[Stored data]

-- Opening Marker --

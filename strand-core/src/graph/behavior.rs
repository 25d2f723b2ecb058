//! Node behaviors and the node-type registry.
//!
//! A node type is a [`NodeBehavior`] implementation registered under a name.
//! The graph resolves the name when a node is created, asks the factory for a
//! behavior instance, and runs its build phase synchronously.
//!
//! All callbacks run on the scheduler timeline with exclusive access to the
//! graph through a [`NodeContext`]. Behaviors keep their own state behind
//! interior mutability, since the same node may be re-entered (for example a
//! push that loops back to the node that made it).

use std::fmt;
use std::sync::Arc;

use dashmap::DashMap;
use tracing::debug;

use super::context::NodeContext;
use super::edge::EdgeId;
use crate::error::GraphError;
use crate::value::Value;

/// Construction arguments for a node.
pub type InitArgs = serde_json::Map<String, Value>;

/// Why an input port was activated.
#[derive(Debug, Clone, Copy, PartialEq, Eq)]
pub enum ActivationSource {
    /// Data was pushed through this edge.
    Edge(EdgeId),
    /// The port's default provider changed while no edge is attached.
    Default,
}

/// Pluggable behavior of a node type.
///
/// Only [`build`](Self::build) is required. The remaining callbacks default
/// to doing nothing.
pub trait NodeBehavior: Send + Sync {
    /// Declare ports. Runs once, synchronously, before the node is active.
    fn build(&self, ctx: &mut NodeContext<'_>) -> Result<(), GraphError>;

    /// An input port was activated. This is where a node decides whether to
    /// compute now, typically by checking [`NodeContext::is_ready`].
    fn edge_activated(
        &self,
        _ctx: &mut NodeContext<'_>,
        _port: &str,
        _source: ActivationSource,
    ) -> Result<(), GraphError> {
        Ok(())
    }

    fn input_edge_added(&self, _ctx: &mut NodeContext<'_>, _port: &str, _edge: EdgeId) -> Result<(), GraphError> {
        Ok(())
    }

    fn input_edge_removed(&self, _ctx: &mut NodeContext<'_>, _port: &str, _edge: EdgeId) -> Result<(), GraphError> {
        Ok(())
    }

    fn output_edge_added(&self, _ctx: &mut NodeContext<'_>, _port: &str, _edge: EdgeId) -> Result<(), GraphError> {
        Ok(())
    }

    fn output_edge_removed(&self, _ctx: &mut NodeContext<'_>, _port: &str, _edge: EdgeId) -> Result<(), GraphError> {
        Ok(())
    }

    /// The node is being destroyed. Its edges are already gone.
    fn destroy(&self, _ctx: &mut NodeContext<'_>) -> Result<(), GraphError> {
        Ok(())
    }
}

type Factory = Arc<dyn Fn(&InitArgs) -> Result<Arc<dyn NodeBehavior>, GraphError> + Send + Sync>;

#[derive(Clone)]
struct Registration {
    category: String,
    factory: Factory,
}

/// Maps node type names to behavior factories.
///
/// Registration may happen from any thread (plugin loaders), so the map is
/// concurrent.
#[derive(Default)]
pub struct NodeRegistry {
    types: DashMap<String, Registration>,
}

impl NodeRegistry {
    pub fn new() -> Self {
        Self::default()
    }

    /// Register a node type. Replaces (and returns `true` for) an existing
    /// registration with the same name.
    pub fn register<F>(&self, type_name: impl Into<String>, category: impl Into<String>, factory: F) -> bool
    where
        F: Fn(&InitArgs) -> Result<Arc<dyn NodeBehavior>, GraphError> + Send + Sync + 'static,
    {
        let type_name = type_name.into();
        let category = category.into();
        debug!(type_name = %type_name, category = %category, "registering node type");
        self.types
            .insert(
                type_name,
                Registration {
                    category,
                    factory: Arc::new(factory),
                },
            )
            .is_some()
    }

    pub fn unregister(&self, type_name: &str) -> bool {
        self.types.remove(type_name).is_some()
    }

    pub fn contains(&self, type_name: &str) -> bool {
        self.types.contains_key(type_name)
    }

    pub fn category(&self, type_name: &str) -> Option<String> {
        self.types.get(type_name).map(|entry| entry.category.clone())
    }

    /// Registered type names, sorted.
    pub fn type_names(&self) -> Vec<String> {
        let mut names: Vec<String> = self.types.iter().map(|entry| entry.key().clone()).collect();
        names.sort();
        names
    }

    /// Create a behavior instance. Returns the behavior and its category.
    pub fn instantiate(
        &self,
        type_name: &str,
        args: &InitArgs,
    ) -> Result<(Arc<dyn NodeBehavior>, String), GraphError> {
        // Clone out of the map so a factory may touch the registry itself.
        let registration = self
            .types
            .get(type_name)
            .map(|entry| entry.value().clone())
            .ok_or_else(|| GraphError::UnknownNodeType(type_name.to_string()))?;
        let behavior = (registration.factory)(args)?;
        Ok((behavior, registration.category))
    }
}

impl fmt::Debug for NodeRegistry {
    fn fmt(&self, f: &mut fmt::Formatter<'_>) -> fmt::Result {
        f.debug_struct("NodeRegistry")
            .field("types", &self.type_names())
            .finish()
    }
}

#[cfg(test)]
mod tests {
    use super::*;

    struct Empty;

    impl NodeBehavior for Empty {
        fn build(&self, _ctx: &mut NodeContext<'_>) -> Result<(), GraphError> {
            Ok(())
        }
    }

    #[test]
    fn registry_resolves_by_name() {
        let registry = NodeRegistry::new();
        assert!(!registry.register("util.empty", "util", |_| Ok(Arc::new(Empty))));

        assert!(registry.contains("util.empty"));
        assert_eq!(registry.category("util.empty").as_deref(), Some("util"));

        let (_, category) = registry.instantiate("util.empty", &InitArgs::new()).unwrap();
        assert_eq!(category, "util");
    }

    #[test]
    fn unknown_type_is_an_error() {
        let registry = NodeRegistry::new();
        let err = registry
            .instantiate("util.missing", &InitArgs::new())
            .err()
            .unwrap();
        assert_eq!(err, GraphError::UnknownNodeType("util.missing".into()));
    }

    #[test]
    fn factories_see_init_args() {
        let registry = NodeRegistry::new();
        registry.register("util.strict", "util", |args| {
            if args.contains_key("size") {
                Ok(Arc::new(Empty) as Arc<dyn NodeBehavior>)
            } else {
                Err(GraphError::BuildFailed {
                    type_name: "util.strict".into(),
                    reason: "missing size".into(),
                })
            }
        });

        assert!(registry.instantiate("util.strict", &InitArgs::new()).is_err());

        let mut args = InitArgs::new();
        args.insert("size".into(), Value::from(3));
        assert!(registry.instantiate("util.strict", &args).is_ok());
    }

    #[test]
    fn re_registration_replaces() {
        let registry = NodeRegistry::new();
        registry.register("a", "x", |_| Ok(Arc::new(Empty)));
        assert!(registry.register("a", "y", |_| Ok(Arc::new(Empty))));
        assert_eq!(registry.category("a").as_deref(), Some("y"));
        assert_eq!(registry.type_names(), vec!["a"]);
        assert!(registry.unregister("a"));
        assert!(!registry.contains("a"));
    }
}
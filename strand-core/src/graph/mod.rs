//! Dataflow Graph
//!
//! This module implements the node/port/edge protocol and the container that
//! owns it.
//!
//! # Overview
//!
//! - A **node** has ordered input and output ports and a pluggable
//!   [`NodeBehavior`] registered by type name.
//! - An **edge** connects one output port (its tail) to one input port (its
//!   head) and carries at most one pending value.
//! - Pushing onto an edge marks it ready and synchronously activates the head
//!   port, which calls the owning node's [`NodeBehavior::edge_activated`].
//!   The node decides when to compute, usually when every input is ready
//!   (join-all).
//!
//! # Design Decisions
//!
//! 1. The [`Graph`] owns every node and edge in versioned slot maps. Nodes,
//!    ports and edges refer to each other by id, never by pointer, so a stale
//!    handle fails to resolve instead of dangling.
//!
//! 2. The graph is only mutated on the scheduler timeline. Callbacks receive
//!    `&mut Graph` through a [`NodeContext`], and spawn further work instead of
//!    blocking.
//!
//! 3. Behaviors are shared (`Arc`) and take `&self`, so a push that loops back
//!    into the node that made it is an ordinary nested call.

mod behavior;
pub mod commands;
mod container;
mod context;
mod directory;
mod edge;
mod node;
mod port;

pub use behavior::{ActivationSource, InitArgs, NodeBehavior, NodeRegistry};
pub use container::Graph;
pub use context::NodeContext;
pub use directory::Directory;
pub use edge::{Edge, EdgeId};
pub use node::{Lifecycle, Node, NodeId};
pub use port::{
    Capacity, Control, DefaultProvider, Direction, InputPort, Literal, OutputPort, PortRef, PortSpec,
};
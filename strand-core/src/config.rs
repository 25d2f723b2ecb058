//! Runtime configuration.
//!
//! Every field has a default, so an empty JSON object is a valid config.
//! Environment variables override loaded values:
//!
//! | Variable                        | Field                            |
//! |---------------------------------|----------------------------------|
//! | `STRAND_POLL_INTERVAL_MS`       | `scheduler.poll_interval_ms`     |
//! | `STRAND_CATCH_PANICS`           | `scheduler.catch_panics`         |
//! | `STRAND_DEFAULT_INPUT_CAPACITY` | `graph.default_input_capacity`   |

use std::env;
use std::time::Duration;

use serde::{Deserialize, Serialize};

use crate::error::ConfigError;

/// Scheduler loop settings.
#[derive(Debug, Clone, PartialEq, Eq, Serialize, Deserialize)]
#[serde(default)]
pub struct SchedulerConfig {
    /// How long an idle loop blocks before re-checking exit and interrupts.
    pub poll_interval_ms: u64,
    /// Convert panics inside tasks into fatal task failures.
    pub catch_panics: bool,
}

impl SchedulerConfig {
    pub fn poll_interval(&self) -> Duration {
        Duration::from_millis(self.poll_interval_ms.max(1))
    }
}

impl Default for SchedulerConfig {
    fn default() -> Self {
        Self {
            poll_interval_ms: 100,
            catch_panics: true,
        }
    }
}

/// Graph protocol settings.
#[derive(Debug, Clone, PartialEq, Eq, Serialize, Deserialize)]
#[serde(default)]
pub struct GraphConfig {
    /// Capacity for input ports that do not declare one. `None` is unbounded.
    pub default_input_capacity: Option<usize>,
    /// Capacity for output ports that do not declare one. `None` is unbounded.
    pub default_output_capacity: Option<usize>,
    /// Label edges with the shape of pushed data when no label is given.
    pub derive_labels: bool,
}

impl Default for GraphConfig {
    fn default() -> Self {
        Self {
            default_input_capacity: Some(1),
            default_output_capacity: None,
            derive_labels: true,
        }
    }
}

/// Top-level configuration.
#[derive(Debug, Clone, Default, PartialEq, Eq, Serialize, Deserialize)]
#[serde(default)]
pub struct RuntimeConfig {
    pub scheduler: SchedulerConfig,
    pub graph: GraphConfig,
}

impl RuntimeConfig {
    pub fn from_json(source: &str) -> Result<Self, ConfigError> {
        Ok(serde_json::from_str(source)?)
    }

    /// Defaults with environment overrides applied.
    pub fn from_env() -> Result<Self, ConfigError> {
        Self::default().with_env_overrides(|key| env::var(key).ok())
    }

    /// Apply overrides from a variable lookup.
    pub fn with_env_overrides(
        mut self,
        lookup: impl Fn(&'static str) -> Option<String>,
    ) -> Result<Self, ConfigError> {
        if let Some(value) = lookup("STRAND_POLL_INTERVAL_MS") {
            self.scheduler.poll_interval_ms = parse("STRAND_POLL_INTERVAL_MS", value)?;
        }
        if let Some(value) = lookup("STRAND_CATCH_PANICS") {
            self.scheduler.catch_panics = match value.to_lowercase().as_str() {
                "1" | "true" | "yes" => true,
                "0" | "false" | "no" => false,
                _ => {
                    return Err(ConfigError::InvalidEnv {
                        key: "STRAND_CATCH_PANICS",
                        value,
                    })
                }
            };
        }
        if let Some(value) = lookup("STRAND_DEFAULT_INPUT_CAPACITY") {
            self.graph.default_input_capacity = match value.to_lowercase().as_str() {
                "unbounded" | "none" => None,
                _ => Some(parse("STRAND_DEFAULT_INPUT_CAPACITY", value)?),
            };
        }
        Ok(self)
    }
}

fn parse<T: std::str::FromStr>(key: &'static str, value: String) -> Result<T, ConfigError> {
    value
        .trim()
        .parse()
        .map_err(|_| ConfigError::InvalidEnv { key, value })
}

-- Closing Marker --

▶ **YOUR INSTRUCTIONS**: Return, line for line and unchanged, the data from its first line through the line containing "factory for a".

▶ **COMPLETED EXERCISE**:
filename strand-core/src/graph/behavior.rs
repository 25d2f723b2ecb058
//! Node behaviors and the node-type registry.
//!
//! A node type is a [`NodeBehavior`] implementation registered under a name.
//! The graph resolves the name when a node is created, asks the factory for a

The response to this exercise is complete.